• Saved entries
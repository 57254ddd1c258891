use crate::chunking::{build_chunks, ChunkingConfig};
use crate::error::{IngestError, RagError};
use crate::extractor::{DocumentLoader, LopdfExtractor, PdfExtractor};
use crate::index::FlatIndex;
use crate::models::{DocumentChunk, DocumentFingerprint, IngestionOptions};
use crate::traits::{Embedder, VectorIndex};
use chrono::Utc;
use sha2::{Digest, Sha256};
use std::fs;
use std::path::Path;
use tracing::info;

/// Hex SHA-256 of the file contents.
pub fn digest_file(path: &Path) -> Result<String, IngestError> {
    Ok(format!("{:x}", Sha256::digest(fs::read(path)?)))
}

pub struct IngestionReport {
    pub fingerprint: DocumentFingerprint,
    pub page_count: usize,
    pub chunks: Vec<DocumentChunk>,
}

/// Loads and chunks one PDF. An empty result is an error, never an empty report.
pub async fn ingest_document<X: PdfExtractor>(
    loader: &DocumentLoader<X>,
    path: &Path,
    options: &IngestionOptions,
) -> Result<IngestionReport, IngestError> {
    ChunkingConfig::from(options).validate()?;

    let fingerprint = fingerprint(path)?;
    let text = loader.load(path).await?;
    let chunks = build_chunks(&fingerprint, &text, options)?;

    if chunks.is_empty() {
        return Err(IngestError::EmptyDocument(path.display().to_string()));
    }

    Ok(IngestionReport {
        fingerprint,
        page_count: text.page_count(),
        chunks,
    })
}

#[derive(Debug, Clone)]
pub struct BuildSummary {
    pub source_path: String,
    pub page_count: usize,
    pub chunk_count: usize,
    pub dimensions: usize,
    pub embedding_model: String,
}

/// Build-phase context: load, chunk, embed and index one document.
pub struct IndexBuilder<E, X = LopdfExtractor> {
    embedder: E,
    loader: DocumentLoader<X>,
    options: IngestionOptions,
}

impl<E, X> IndexBuilder<E, X>
where
    E: Embedder + Send + Sync,
    X: PdfExtractor,
{
    pub fn new(embedder: E, loader: DocumentLoader<X>, options: IngestionOptions) -> Self {
        Self {
            embedder,
            loader,
            options,
        }
    }

    pub async fn build(&self, pdf: &Path) -> Result<(FlatIndex, usize), RagError> {
        let report = ingest_document(&self.loader, pdf, &self.options).await?;
        info!(
            path = %pdf.display(),
            pages = report.page_count,
            chunks = report.chunks.len(),
            model = self.embedder.model(),
            "embedding chunks"
        );

        let texts = report
            .chunks
            .iter()
            .map(|chunk| chunk.text.clone())
            .collect::<Vec<_>>();
        let embeddings = self.embedder.embed_documents(&texts).await?;

        let index = FlatIndex::build(
            report.fingerprint,
            self.embedder.model(),
            self.options.metric,
            report.chunks,
            embeddings,
        )?;

        Ok((index, report.page_count))
    }

    /// Nothing is written unless every chunk was embedded.
    pub async fn build_and_persist(&self, pdf: &Path, index_dir: &Path) -> Result<BuildSummary, RagError> {
        let (index, page_count) = self.build(pdf).await?;
        index.persist(index_dir)?;

        Ok(BuildSummary {
            source_path: index.manifest().document.source_path.clone(),
            page_count,
            chunk_count: index.len(),
            dimensions: index.dimensions(),
            embedding_model: index.embedding_model().to_string(),
        })
    }
}

/// The document id is derived from the file contents, so a renamed copy indexes identically.
fn fingerprint(path: &Path) -> Result<DocumentFingerprint, IngestError> {
    let title = path
        .file_name()
        .map(|name| name.to_string_lossy().into_owned())
        .ok_or_else(|| IngestError::MissingFileName(path.display().to_string()))?;
    let checksum = digest_file(path)?;

    Ok(DocumentFingerprint {
        document_id: format!("doc-{}", &checksum[..16]),
        document_title: title,
        source_path: path.display().to_string(),
        checksum,
        ingested_at: Utc::now(),
    })
}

• What this task involves
An exact copy of all the records above is the required answer.

• Written answer
repository 57254ddd1c258891
use crate::chunking::{build_chunks, ChunkingConfig};
use crate::error::{IngestError, RagError};
use crate::extractor::{DocumentLoader, LopdfExtractor, PdfExtractor};
use crate::index::FlatIndex;
use crate::models::{DocumentChunk, DocumentFingerprint, IngestionOptions};
use crate::traits::{Embedder, VectorIndex};
use chrono::Utc;
use sha2::{Digest, Sha256};
use std::fs;
use std::path::Path;
use tracing::info;

/// Hex SHA-256 of the file contents.
pub fn digest_file(path: &Path) -> Result<String, IngestError> {
    Ok(format!("{:x}", Sha256::digest(fs::read(path)?)))
}

pub struct IngestionReport {
    pub fingerprint: DocumentFingerprint,
    pub page_count: usize,
    pub chunks: Vec<DocumentChunk>,
}

/// Loads and chunks one PDF. An empty result is an error, never an empty report.
pub async fn ingest_document<X: PdfExtractor>(
    loader: &DocumentLoader<X>,
    path: &Path,
    options: &IngestionOptions,
) -> Result<IngestionReport, IngestError> {
    ChunkingConfig::from(options).validate()?;

    let fingerprint = fingerprint(path)?;
    let text = loader.load(path).await?;
    let chunks = build_chunks(&fingerprint, &text, options)?;

    if chunks.is_empty() {
        return Err(IngestError::EmptyDocument(path.display().to_string()));
    }

    Ok(IngestionReport {
        fingerprint,
        page_count: text.page_count(),
        chunks,
    })
}

#[derive(Debug, Clone)]
pub struct BuildSummary {
    pub source_path: String,
    pub page_count: usize,
    pub chunk_count: usize,
    pub dimensions: usize,
    pub embedding_model: String,
}

/// Build-phase context: load, chunk, embed and index one document.
pub struct IndexBuilder<E, X = LopdfExtractor> {
    embedder: E,
    loader: DocumentLoader<X>,
    options: IngestionOptions,
}

impl<E, X> IndexBuilder<E, X>
where
    E: Embedder + Send + Sync,
    X: PdfExtractor,
{
    pub fn new(embedder: E, loader: DocumentLoader<X>, options: IngestionOptions) -> Self {
        Self {
            embedder,
            loader,
            options,
        }
    }

    pub async fn build(&self, pdf: &Path) -> Result<(FlatIndex, usize), RagError> {
        let report = ingest_document(&self.loader, pdf, &self.options).await?;
        info!(
            path = %pdf.display(),
            pages = report.page_count,
            chunks = report.chunks.len(),
            model = self.embedder.model(),
            "embedding chunks"
        );

        let texts = report
            .chunks
            .iter()
            .map(|chunk| chunk.text.clone())
            .collect::<Vec<_>>();
        let embeddings = self.embedder.embed_documents(&texts).await?;

        let index = FlatIndex::build(
            report.fingerprint,
            self.embedder.model(),
            self.options.metric,
            report.chunks,
            embeddings,
        )?;

        Ok((index, report.page_count))
    }

    /// Nothing is written unless every chunk was embedded.
    pub async fn build_and_persist(&self, pdf: &Path, index_dir: &Path) -> Result<BuildSummary, RagError> {
        let (index, page_count) = self.build(pdf).await?;
        index.persist(index_dir)?;

        Ok(BuildSummary {
            source_path: index.manifest().document.source_path.clone(),
            page_count,
            chunk_count: index.len(),
            dimensions: index.dimensions(),
            embedding_model: index.embedding_model().to_string(),
        })
    }
}

/// The document id is derived from the file contents, so a renamed copy indexes identically.
fn fingerprint(path: &Path) -> Result<DocumentFingerprint, IngestError> {
    let title = path
        .file_name()
        .map(|name| name.to_string_lossy().into_owned())
        .ok_or_else(|| IngestError::MissingFileName(path.display().to_string()))?;
    let checksum = digest_file(path)?;

    Ok(DocumentFingerprint {
        document_id: format!("doc-{}", &checksum[..16]),
        document_title: title,
        source_path: path.display().to_string(),
        checksum,
        ingested_at: Utc::now(),
    })
}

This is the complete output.